### EXERCISE INSTRUCTIONS
From the first line to the last, reproduce the records exactly as they appear below.
━━━━━━━━━━
//! Listener / Topic Binding Registry
//!
//! Built once at bootstrap from the published webhooks and shared by `Arc`.
//! At occurrence time it captures the payload once per topic and enqueues
//! one delivery job per bound webhook. Nothing here ever fails the caller:
//! capture and enqueue problems are logged and reported.
//!
//! The bound webhook set is resolved at bootstrap. Webhooks published,
//! unpublished or edited afterwards take effect on the next bootstrap.

use std::collections::HashMap;
use std::sync::Arc;

use chrono::{DateTime, Utc};
use hw_common::{DeliveryJob, Topic, WebhookConfig, CATALOG_VERSION};
use hw_queue::DeliveryQueue;
use hw_store::RegistryReader;
use serde::Serialize;
use tracing::{debug, error, info, warn};

use crate::capture::OrderDetails;
use crate::entity::Occurrence;
use crate::listener::{listener_for, Listener};

/// Task name the dispatcher worker is registered under
pub const DELIVER_TASK: &str = "hookwire.deliver_webhook";

struct Binding {
    listener: Arc<dyn Listener>,
    webhook_ids: Vec<String>,
}

/// What one `publish` call did
#[derive(Debug, Clone, Default, PartialEq, Serialize)]
pub struct PublishReport {
    pub topic: Option<Topic>,
    /// Task ids of enqueued delivery jobs
    pub enqueued: Vec<String>,
    /// Webhook ids whose job could not be enqueued
    pub failed: Vec<String>,
    /// Fields omitted from the captured payload
    pub warnings: Vec<String>,
}

impl PublishReport {
    fn for_topic(topic: Option<Topic>) -> Self {
        Self {
            topic,
            ..Default::default()
        }
    }
}

pub struct ListenerRegistry {
    bindings: HashMap<Topic, Binding>,
    queue: Arc<dyn DeliveryQueue>,
    queue_name: String,
    details: Arc<dyn OrderDetails>,
}

impl ListenerRegistry {
    pub fn new(queue: Arc<dyn DeliveryQueue>, queue_name: impl Into<String>, details: Arc<dyn OrderDetails>) -> Self {
        Self {
            bindings: HashMap::new(),
            queue,
            queue_name: queue_name.into(),
            details,
        }
    }

    /// Load published webhooks and bind them
    pub async fn bootstrap(
        reader: &RegistryReader,
        queue: Arc<dyn DeliveryQueue>,
        queue_name: impl Into<String>,
        details: Arc<dyn OrderDetails>,
    ) -> hw_store::Result<Self> {
        let webhooks = reader.load_published().await?;
        let mut registry = Self::new(queue, queue_name, details);
        let bound = registry.bind(&webhooks);

        info!(
            webhooks = webhooks.len(),
            topics = registry.bindings.len(),
            new_subscriptions = bound,
            queue = %registry.queue_name,
            queue_backend = registry.queue_backend(),
            catalog_version = CATALOG_VERSION,
            "Listener registry bootstrapped"
        );
        Ok(registry)
    }

    /// Bind every published webhook to the listeners of its topics.
    ///
    /// Safe to call repeatedly: a webhook is bound to a topic at most once
    /// and drafts are skipped. Returns the number of new subscriptions.
    pub fn bind(&mut self, webhooks: &[WebhookConfig]) -> usize {
        let mut added = 0;

        for webhook in webhooks {
            if !webhook.is_published() {
                debug!(webhook_id = %webhook.id, "Skipping unpublished webhook");
                continue;
            }

            for topic in &webhook.topics {
                let details = &self.details;
                let binding = self.bindings.entry(*topic).or_insert_with(|| Binding {
                    listener: listener_for(*topic, details),
                    webhook_ids: Vec::new(),
                });

                if !binding.webhook_ids.iter().any(|id| id == &webhook.id) {
                    binding.webhook_ids.push(webhook.id.clone());
                    added += 1;
                    debug!(webhook_id = %webhook.id, topic = %topic, "Bound webhook to topic");
                }
            }
        }

        added
    }

    /// Drop all bindings, e.g. before rebinding in tests
    pub fn reset(&mut self) {
        self.bindings.clear();
    }

    pub fn is_bound(&self, topic: &Topic) -> bool {
        self.bindings.contains_key(topic)
    }

    /// Webhook ids bound to a topic, in binding order
    pub fn subscribers(&self, topic: &Topic) -> &[String] {
        self.bindings
            .get(topic)
            .map(|b| b.webhook_ids.as_slice())
            .unwrap_or(&[])
    }

    pub fn queue_name(&self) -> &str {
        &self.queue_name
    }

    /// Which queue implementation jobs are recorded on
    pub fn queue_backend(&self) -> &str {
        self.queue.identifier()
    }

    pub async fn publish(&self, occurrence: &Occurrence) -> PublishReport {
        self.publish_at(occurrence, Utc::now()).await
    }

    /// Publish with an explicit trigger time
    pub async fn publish_at(&self, occurrence: &Occurrence, triggered_at: DateTime<Utc>) -> PublishReport {
        let Some(topic) = occurrence.topic() else {
            debug!(
                resource = %occurrence.resource(),
                event = %occurrence.event(),
                "Occurrence outside the topic catalog"
            );
            return PublishReport::for_topic(None);
        };

        let mut report = PublishReport::for_topic(Some(topic));

        let Some(binding) = self.bindings.get(&topic) else {
            debug!(topic = %topic, "No webhooks bound to topic");
            return report;
        };

        let captured = match binding.listener.capture(occurrence) {
            Ok(captured) => captured,
            Err(e) => {
                error!(topic = %topic, error = %e, "Failed to capture payload");
                report.failed = binding.webhook_ids.clone();
                return report;
            }
        };

        for warning in &captured.warnings {
            warn!(topic = %topic, error = %warning, "Partial payload capture");
            report.warnings.push(warning.to_string());
        }

        for webhook_id in &binding.webhook_ids {
            let job = DeliveryJob::new(webhook_id.clone(), topic, captured.payload.clone(), triggered_at);

            let args = match job.to_task_args() {
                Ok(args) => args,
                Err(e) => {
                    error!(webhook_id = %webhook_id, topic = %topic, error = %e, "Failed to encode delivery job");
                    report.failed.push(webhook_id.clone());
                    continue;
                }
            };

            match self.queue.enqueue(DELIVER_TASK, args, &self.queue_name).await {
                Ok(task_id) => {
                    debug!(
                        webhook_id = %webhook_id,
                        topic = %topic,
                        task_id = %task_id,
                        "Delivery job enqueued"
                    );
                    report.enqueued.push(task_id);
                }
                Err(e) => {
                    error!(
                        webhook_id = %webhook_id,
                        topic = %topic,
                        queue = %self.queue_name,
                        error = %e,
                        "Failed to enqueue delivery job"
                    );
                    report.failed.push(webhook_id.clone());
                }
            }
        }

        report
    }
}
━━━━━━━━━━
### OUTPUT
//! Listener / Topic Binding Registry
//!
//! Built once at bootstrap from the published webhooks and shared by `Arc`.
//! At occurrence time it captures the payload once per topic and enqueues
//! one delivery job per bound webhook. Nothing here ever fails the caller:
//! capture and enqueue problems are logged and reported.
//!
//! The bound webhook set is resolved at bootstrap. Webhooks published,
//! unpublished or edited afterwards take effect on the next bootstrap.

use std::collections::HashMap;
use std::sync::Arc;

use chrono::{DateTime, Utc};
use hw_common::{DeliveryJob, Topic, WebhookConfig, CATALOG_VERSION};
use hw_queue::DeliveryQueue;
use hw_store::RegistryReader;
use serde::Serialize;
use tracing::{debug, error, info, warn};

use crate::capture::OrderDetails;
use crate::entity::Occurrence;
use crate::listener::{listener_for, Listener};

/// Task name the dispatcher worker is registered under
pub const DELIVER_TASK: &str = "hookwire.deliver_webhook";

struct Binding {
    listener: Arc<dyn Listener>,
    webhook_ids: Vec<String>,
}

/// What one `publish` call did
#[derive(Debug, Clone, Default, PartialEq, Serialize)]
pub struct PublishReport {
    pub topic: Option<Topic>,
    /// Task ids of enqueued delivery jobs
    pub enqueued: Vec<String>,
    /// Webhook ids whose job could not be enqueued
    pub failed: Vec<String>,
    /// Fields omitted from the captured payload
    pub warnings: Vec<String>,
}

impl PublishReport {
    fn for_topic(topic: Option<Topic>) -> Self {
        Self {
            topic,
            ..Default::default()
        }
    }
}

pub struct ListenerRegistry {
    bindings: HashMap<Topic, Binding>,
    queue: Arc<dyn DeliveryQueue>,
    queue_name: String,
    details: Arc<dyn OrderDetails>,
}

impl ListenerRegistry {
    pub fn new(queue: Arc<dyn DeliveryQueue>, queue_name: impl Into<String>, details: Arc<dyn OrderDetails>) -> Self {
        Self {
            bindings: HashMap::new(),
            queue,
            queue_name: queue_name.into(),
            details,
        }
    }

    /// Load published webhooks and bind them
    pub async fn bootstrap(
        reader: &RegistryReader,
        queue: Arc<dyn DeliveryQueue>,
        queue_name: impl Into<String>,
        details: Arc<dyn OrderDetails>,
    ) -> hw_store::Result<Self> {
        let webhooks = reader.load_published().await?;
        let mut registry = Self::new(queue, queue_name, details);
        let bound = registry.bind(&webhooks);

        info!(
            webhooks = webhooks.len(),
            topics = registry.bindings.len(),
            new_subscriptions = bound,
            queue = %registry.queue_name,
            queue_backend = registry.queue_backend(),
            catalog_version = CATALOG_VERSION,
            "Listener registry bootstrapped"
        );
        Ok(registry)
    }

    /// Bind every published webhook to the listeners of its topics.
    ///
    /// Safe to call repeatedly: a webhook is bound to a topic at most once
    /// and drafts are skipped. Returns the number of new subscriptions.
    pub fn bind(&mut self, webhooks: &[WebhookConfig]) -> usize {
        let mut added = 0;

        for webhook in webhooks {
            if !webhook.is_published() {
                debug!(webhook_id = %webhook.id, "Skipping unpublished webhook");
                continue;
            }

            for topic in &webhook.topics {
                let details = &self.details;
                let binding = self.bindings.entry(*topic).or_insert_with(|| Binding {
                    listener: listener_for(*topic, details),
                    webhook_ids: Vec::new(),
                });

                if !binding.webhook_ids.iter().any(|id| id == &webhook.id) {
                    binding.webhook_ids.push(webhook.id.clone());
                    added += 1;
                    debug!(webhook_id = %webhook.id, topic = %topic, "Bound webhook to topic");
                }
            }
        }

        added
    }

    /// Drop all bindings, e.g. before rebinding in tests
    pub fn reset(&mut self) {
        self.bindings.clear();
    }

    pub fn is_bound(&self, topic: &Topic) -> bool {
        self.bindings.contains_key(topic)
    }

    /// Webhook ids bound to a topic, in binding order
    pub fn subscribers(&self, topic: &Topic) -> &[String] {
        self.bindings
            .get(topic)
            .map(|b| b.webhook_ids.as_slice())
            .unwrap_or(&[])
    }

    pub fn queue_name(&self) -> &str {
        &self.queue_name
    }

    /// Which queue implementation jobs are recorded on
    pub fn queue_backend(&self) -> &str {
        self.queue.identifier()
    }

    pub async fn publish(&self, occurrence: &Occurrence) -> PublishReport {
        self.publish_at(occurrence, Utc::now()).await
    }

    /// Publish with an explicit trigger time
    pub async fn publish_at(&self, occurrence: &Occurrence, triggered_at: DateTime<Utc>) -> PublishReport {
        let Some(topic) = occurrence.topic() else {
            debug!(
                resource = %occurrence.resource(),
                event = %occurrence.event(),
                "Occurrence outside the topic catalog"
            );
            return PublishReport::for_topic(None);
        };

        let mut report = PublishReport::for_topic(Some(topic));

        let Some(binding) = self.bindings.get(&topic) else {
            debug!(topic = %topic, "No webhooks bound to topic");
            return report;
        };

        let captured = match binding.listener.capture(occurrence) {
            Ok(captured) => captured,
            Err(e) => {
                error!(topic = %topic, error = %e, "Failed to capture payload");
                report.failed = binding.webhook_ids.clone();
                return report;
            }
        };

        for warning in &captured.warnings {
            warn!(topic = %topic, error = %warning, "Partial payload capture");
            report.warnings.push(warning.to_string());
        }

        for webhook_id in &binding.webhook_ids {
            let job = DeliveryJob::new(webhook_id.clone(), topic, captured.payload.clone(), triggered_at);

            let args = match job.to_task_args() {
                Ok(args) => args,
                Err(e) => {
                    error!(webhook_id = %webhook_id, topic = %topic, error = %e, "Failed to encode delivery job");
                    report.failed.push(webhook_id.clone());
                    continue;
                }
            };

            match self.queue.enqueue(DELIVER_TASK, args, &self.queue_name).await {
                Ok(task_id) => {
                    debug!(
                        webhook_id = %webhook_id,
                        topic = %topic,
                        task_id = %task_id,
                        "Delivery job enqueued"
                    );
                    report.enqueued.push(task_id);
                }
                Err(e) => {
                    error!(
                        webhook_id = %webhook_id,
                        topic = %topic,
                        queue = %self.queue_name,
                        error = %e,
                        "Failed to enqueue delivery job"
                    );
                    report.failed.push(webhook_id.clone());
                }
            }
        }

        report
    }
}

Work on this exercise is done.